Fruits are not the only foods that provide essential nutrients for eye health. Several eye-protecting nutrients can be found in vegetables, nuts, and seeds.

Spinach: This dark leafy green is rich in lutein and zeaxanthin, two essential nutrients found in the macula. These compounds support macular health by reducing typical oxidative stress in and around the eye. 

Kale: Like spinach, kale is packed full of beneficial nutrients. Kale also contains high amounts of lutein and zeaxanthin to support healthy vision. As part of a regular diet, kale can help reduce common age-related vision symptoms such as blurred or double vision. These carotenoids also support the health of the retina to maintain visual acuity.

♦ Flaxseed: Flaxseed contains ALA (alpha-linolenic acid), a form of omega-3 fatty acid.
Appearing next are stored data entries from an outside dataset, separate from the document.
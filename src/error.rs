//! Error types for the load pipeline.
//!
//! Workers never propagate these out of a pool thread. They are logged and
//! turned into a loading-state transition or a metadata fallback.

use std::path::PathBuf;

use thiserror::Error;

#[derive(Error, Debug)]
pub enum LoadError {
    /// Corrupt or unsupported image. Memoized, never retried automatically.
    #[error("Decode error for {path:?}: {message}")]
    Decode { path: PathBuf, message: String },

    /// A decoded thumbnail could not be written to the thumbnail store.
    #[error("Failed to persist thumbnail for {path:?}: {message}")]
    Persist { path: PathBuf, message: String },

    /// EXIF/header parsing failed; the photo falls back to its mtime.
    #[error("Metadata extraction failed for {path:?}: {message}")]
    Metadata { path: PathBuf, message: String },

    /// Tour association lookup failed.
    #[error("Association lookup failed for {path:?}: {message}")]
    Association { path: PathBuf, message: String },
}

impl LoadError {
    pub fn decode(path: impl Into<PathBuf>, err: impl std::fmt::Display) -> Self {
        LoadError::Decode {
            path: path.into(),
            message: err.to_string(),
        }
    }

    pub fn persist(path: impl Into<PathBuf>, err: impl std::fmt::Display) -> Self {
        LoadError::Persist {
            path: path.into(),
            message: err.to_string(),
        }
    }

    pub fn metadata(path: impl Into<PathBuf>, err: impl std::fmt::Display) -> Self {
        LoadError::Metadata {
            path: path.into(),
            message: err.to_string(),
        }
    }

    pub fn association(path: impl Into<PathBuf>, err: impl std::fmt::Display) -> Self {
        LoadError::Association {
            path: path.into(),
            message: err.to_string(),
        }
    }
}

pub type LoadResult<T> = Result<T, LoadError>;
This is converted in the body into small amounts of the active omega-3s, DHA and EPA. These essential fatty acids are ideal for nourishing the eye.

a pile of cut up fruit

Eye-Healthy Smoothies

Promoting eye health and long-term vision is easier than you may think. With a few key ingredients and a blender, you can have delicious, nutritious, eye-healthy smoothies. Each recipe below serves two.
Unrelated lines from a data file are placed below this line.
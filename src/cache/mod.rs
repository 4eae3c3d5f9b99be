//! Caches owned by the load pipeline.
//!
//! - `DecodedImageCache` - LRU caches of decoded bitmaps (resized, original)
//! - `PhotoCache` - LRU cache of photo entities with eviction listeners
//! - `ThumbStore` - JPEG thumbnails persisted on disk

pub mod image_cache;
pub mod photo_cache;
pub mod thumb_store;

pub use image_cache::{CacheEntry, CacheKey, DecodedImage, DecodedImageCache, DisposeHook};
pub use photo_cache::{EvictionListener, PhotoCache};
pub use thumb_store::ThumbStore;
1. Orange Apricot Smoothie

Ingredients:

6 fresh apricots-medium size, pitted 
1 cup freshly squeezed orange juice (about 2 large oranges)
1 cup plain kefir or yogurt
1 tablespoon honey
1 teaspoon vanilla extract
1-2 tablespoons ground flaxseed
2-4 ice cubes

Directions: 

Place all of the ingredients in a blender. Blend on high speed until completely smooth. Divide into two glasses and serve right away. Enjoy.
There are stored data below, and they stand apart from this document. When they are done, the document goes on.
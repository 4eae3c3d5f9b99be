//! On-disk store of decoded thumbnails.
//!
//! Thumbnails are stored in XDG_CACHE_HOME/photo-pipeline/thumbs/ as JPEG.
//! Filenames are based on xxhash of (path + mtime + size) so a modified
//! source never matches a stale thumbnail.

use std::fs::File;
use std::io::BufWriter;
use std::path::{Path, PathBuf};

use anyhow::{Context, Result};
use directories::ProjectDirs;
use image::codecs::jpeg::JpegEncoder;
use image::DynamicImage;
use tracing::{debug, trace, warn};
use xxhash_rust::xxh3::xxh3_64;

use crate::models::Photo;

/// Bump when thumbnail generation semantics change.
const THUMB_STORE_VERSION: u8 = 1;

/// JPEG quality for stored thumbnails (0-100).
const JPEG_QUALITY: u8 = 85;

#[derive(Debug, Clone)]
pub struct ThumbStore {
    dir: PathBuf,
}

impl ThumbStore {
    pub fn new(dir: PathBuf) -> Self {
        if let Err(e) = std::fs::create_dir_all(&dir) {
            warn!(?dir, error = ?e, "Failed to create thumbnail store directory");
        }
        debug!(?dir, "Initialized thumbnail store");
        Self { dir }
    }

    /// Get the default store directory.
    pub fn default_dir() -> Result<PathBuf> {
        let proj_dirs = ProjectDirs::from("", "", "photo-pipeline")
            .context("Failed to determine project directories")?;
        Ok(proj_dirs.cache_dir().join("thumbs"))
    }

    pub fn dir(&self) -> &Path {
        &self.dir
    }

    /// Path of the stored thumbnail for a photo.
    pub fn file_path(&self, photo: &Photo) -> PathBuf {
        self.dir
            .join(format!("{:016x}.jpg", Self::key(photo.path(), photo.mtime(), photo.size())))
    }

    fn key(path: &Path, mtime: i64, size: i64) -> u64 {
        let path_str = path.to_string_lossy();
        let mut data = Vec::with_capacity(path_str.len() + 17);
        data.push(THUMB_STORE_VERSION);
        data.extend_from_slice(path_str.as_bytes());
        data.extend_from_slice(&mtime.to_le_bytes());
        data.extend_from_slice(&size.to_le_bytes());
        xxh3_64(&data)
    }

    /// Loads a stored thumbnail. A file that cannot be decoded is removed.
    pub fn load(&self, photo: &Photo) -> Option<DynamicImage> {
        let stored = self.file_path(photo);
        if !stored.exists() {
            return None;
        }

        match image::open(&stored) {
            Ok(img) => {
                trace!(path = ?photo.path(), "Thumbnail store hit");
                Some(img)
            }
            Err(e) => {
                warn!(?stored, error = ?e, "Removing unreadable stored thumbnail");
                let _ = std::fs::remove_file(&stored);
                None
            }
        }
    }

    /// Writes a thumbnail as JPEG.
    pub fn save(&self, photo: &Photo, img: &DynamicImage) -> Result<PathBuf> {
        let dst = self.file_path(photo);
        std::fs::create_dir_all(&self.dir)
            .with_context(|| format!("Failed to create thumbnail directory: {:?}", self.dir))?;

        let file = File::create(&dst)
            .with_context(|| format!("Failed to create thumbnail file: {:?}", dst))?;
        let mut writer = BufWriter::new(file);

        // JPEG has no alpha channel
        let rgb = img.to_rgb8();
        let encoder = JpegEncoder::new_with_quality(&mut writer, JPEG_QUALITY);
        rgb.write_with_encoder(encoder)
            .with_context(|| format!("Failed to encode thumbnail: {:?}", dst))?;

        trace!(?dst, "Stored thumbnail");
        Ok(dst)
    }

    pub fn remove(&self, photo: &Photo) -> bool {
        std::fs::remove_file(self.file_path(photo)).is_ok()
    }

    /// Removes every stored thumbnail.
    pub fn clear(&self) -> Result<usize> {
        let mut removed = 0;
        if self.dir.exists() {
            for entry in std::fs::read_dir(&self.dir)?.flatten() {
                let path = entry.path();
                if path.is_file() && path.extension().is_some_and(|e| e == "jpg") {
                    if std::fs::remove_file(&path).is_ok() {
                        removed += 1;
                    }
                }
            }
        }
        debug!(dir = ?self.dir, removed, "Cleared thumbnail store");
        Ok(removed)
    }
}

#[cfg(test)]
mod tests {
    use super::*;
    use tempfile::tempdir;

    #[test]
    fn test_key_changes_with_mtime() {
        let path = Path::new("/test/image.jpg");
        assert_eq!(
            ThumbStore::key(path, 1234567890, 1024),
            ThumbStore::key(path, 1234567890, 1024)
        );
        assert_ne!(
            ThumbStore::key(path, 1234567890, 1024),
            ThumbStore::key(path, 1234567891, 1024)
        );
    }

    #[test]
    fn test_file_name_format() {
        let store = ThumbStore::new(PathBuf::from("/nonexistent/thumbs"));
        let photo = Photo::new(PathBuf::from("/test/image.jpg"), 1024, 1234567890);
        let name = store.file_path(&photo);
        let name = name.file_name().unwrap().to_string_lossy();
        // 16 hex + ".jpg"
        assert!(name.ends_with(".jpg"));
        assert_eq!(name.len(), 20);
    }

    #[test]
    fn test_save_load_and_clear() {
        let dir = tempdir().unwrap();
        let store = ThumbStore::new(dir.path().join("thumbs"));
        let photo = Photo::new(PathBuf::from("/test/image.jpg"), 1024, 7);

        assert!(store.load(&photo).is_none());
        store.save(&photo, &DynamicImage::new_rgb8(32, 16)).unwrap();

        let loaded = store.load(&photo).unwrap();
        assert_eq!((loaded.width(), loaded.height()), (32, 16));

        assert_eq!(store.clear().unwrap(), 1);
        assert!(store.load(&photo).is_none());
    }

    #[test]
    fn test_corrupt_file_is_removed() {
        let dir = tempdir().unwrap();
        let store = ThumbStore::new(dir.path().to_path_buf());
        let photo = Photo::new(PathBuf::from("/test/broken.jpg"), 1, 1);
        std::fs::write(store.file_path(&photo), b"not a jpeg").unwrap();

        assert!(store.load(&photo).is_none());
        assert!(!store.file_path(&photo).exists());
    }
}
2. Banana Blueberry Smoothie

Ingredients:

1 ripe banana
2 kale leaves, stems removed
1 cup blueberries
2 cups pomegranate juice
1 tablespoon freshly squeezed lime juice

Directions: 

Combine all the ingredients in a blender and purée until smooth, about 45 to 60 seconds. Chill briefly if desired. Serve immediately.

a table with fruit and vegetables

3. Very Berry Smoothie

Ingredients:

2 cups mixture of blueberries, blackberries, strawberries, raspberries
¼ cup almond milk (can substitute organic soy, rice, coconut or hemp milk)
½ cup unsweetened cranberry juice
1 tablespoon blackstrap molasses

Directions:

In a heavy-duty blender, add the ingredients, secure the lid, and blend until smooth. 

4. Mango Green Smoothie

Ingredients:

1 ½ cups frozen mango pieces
1 ripe banana, cut into chunks
1 cup spinach
3/4 cup almond milk

Directions: 

Place all ingredients in your blender. Blend until smooth. Serve immediately.

The Bottom Line

Your eyesight is one of your most important senses, with 80% of what we perceive coming from what we see. A healthy routine with balanced nutrition, regular eye examinations, and these delicious smoothies is the best place to start caring for your eyes. Being proactive about your eye health will help you promote long-term vision health, so you never lose sight of the things you love in this world.